Welcome to the Scene Report, a new column in which Eater captures the vibe of a notable New York restaurant at a specific moment in time.
There are few darker corners of downtown New York than the street Le Gratin lies on just east of City Hall Park at 5 Beekman Street, near Park Row. It opened over a year ago just off the lobby of the hulking Beekman Hotel, built in 1883, and looking every year its age, with its central atrium circled with wrought-iron balconies. The look upward is dizzying, and you’ll think you’ve hopped a time travel train to 19th-century Paris.

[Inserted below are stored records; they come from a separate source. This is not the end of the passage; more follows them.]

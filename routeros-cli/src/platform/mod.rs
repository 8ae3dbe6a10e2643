//! Platform definitions for device families.
//!
//! A [`PlatformDefinition`] is plain data: the terminal patterns, the fact
//! queries, the configuration export command and the parser settings for one
//! family of devices. The driver and the cliconf layer read everything
//! family-specific from it, so adding a family means adding a definition
//! rather than a new driver type.

mod definition;
mod registry;
pub mod vendors;

pub use definition::PlatformDefinition;
pub use registry::PlatformRegistry;
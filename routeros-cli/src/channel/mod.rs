//! Channel layer: the duplex text stream and pattern matching over it.
//!
//! The transport is owned by the caller. This crate only ever writes bytes
//! to a [`Channel`] and reads bytes back; it never opens, authenticates or
//! closes one.

mod buffer;
pub mod patterns;
mod replay;
mod ssh;

pub use buffer::PatternBuffer;
pub use patterns::{PatternClass, PatternMatch, PatternRegistry, TerminalPattern};
pub use replay::ReplayChannel;
pub use ssh::SshChannel;

use std::future::Future;

use crate::error::TransportError;

/// An already-open, already-authenticated duplex text channel.
///
/// `read` blocks until at least one chunk is available. Timeouts are the
/// implementation's business and surface as [`TransportError::Timeout`].
pub trait Channel: Send {
    /// Write raw bytes to the device.
    fn write(&mut self, data: &[u8]) -> impl Future<Output = Result<(), TransportError>> + Send;

    /// Read the next chunk of output from the device.
    fn read(&mut self) -> impl Future<Output = Result<Vec<u8>, TransportError>> + Send;
}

It’s one of many projects from Daniel Boulud — one of the city’s most respected and prolific French restaurateurs, with 12 NYC restaurants and counting — with this one an ode to his roots in Lyon, France. It occupies a space where Keith McNally’s rare restaurant failure, a brasserie and secret steakhouse called Augustine, closed not long ago, and retains much of the former tenant’s decor. Along with executive chef Guillaume Ginther, Boulud nods to the Lyonnaise bouchon, a boisterous sort of bistro where offal and gratins prevail.
The vibe: There are few lovelier or more relaxing rooms in the city at 6:30 p.m. on a weekday, and it fills up nearly every evening with a crowd that seems mainly tourists, as French is heard wafting among the other languages in the relatively quiet room. The décor is all flowers, including paintings of flowers, vases of flowers made up of ceramic tiles, and chandeliers with tulip-shaped shades that hang from the ceiling. One can hardly imagine a more subdued definition of glitz.
The food: While there have been complaints that Le Gratin isn’t enough like a bouchon, neglecting organ meats like kidneys and intestines, the connoisseur will find plenty to love of a Lyonnaise sort. The perfect order might include a lovely potato gratin; one salad featuring chicken livers, lardons, frisée, and a jiggly egg (salad Lyonnaise, $23), and another that highlights poached leeks ($18); and a massive pike quenelle lounging in a rich cream sauce. Still, the menu ranges far afield — albeit a mainly French one — to a not-bad bouillabaisse with plenty of big fat shrimp, and even a hamburger with a plank of crisp pork belly ($29) on top that half the tables around me seemed to be ordering. (Through the summer, there’s also a Boulud Sur Mer menu that’s three courses for $60 per person.)
What to drink: French wine, of course, and the all-French wine list has plenty of fizzies, whites, and reds in the $20 range.
The drawbacks: The hike to the bathroom, exiting the restaurant, through a thronged hotel lobby, down a flight of stairs, and around a couple of corners, may make you forget where you were and how to get back. The food is so rich, you might find yourself popping an antacid afterwards. The fries are not the best in town, and they should be.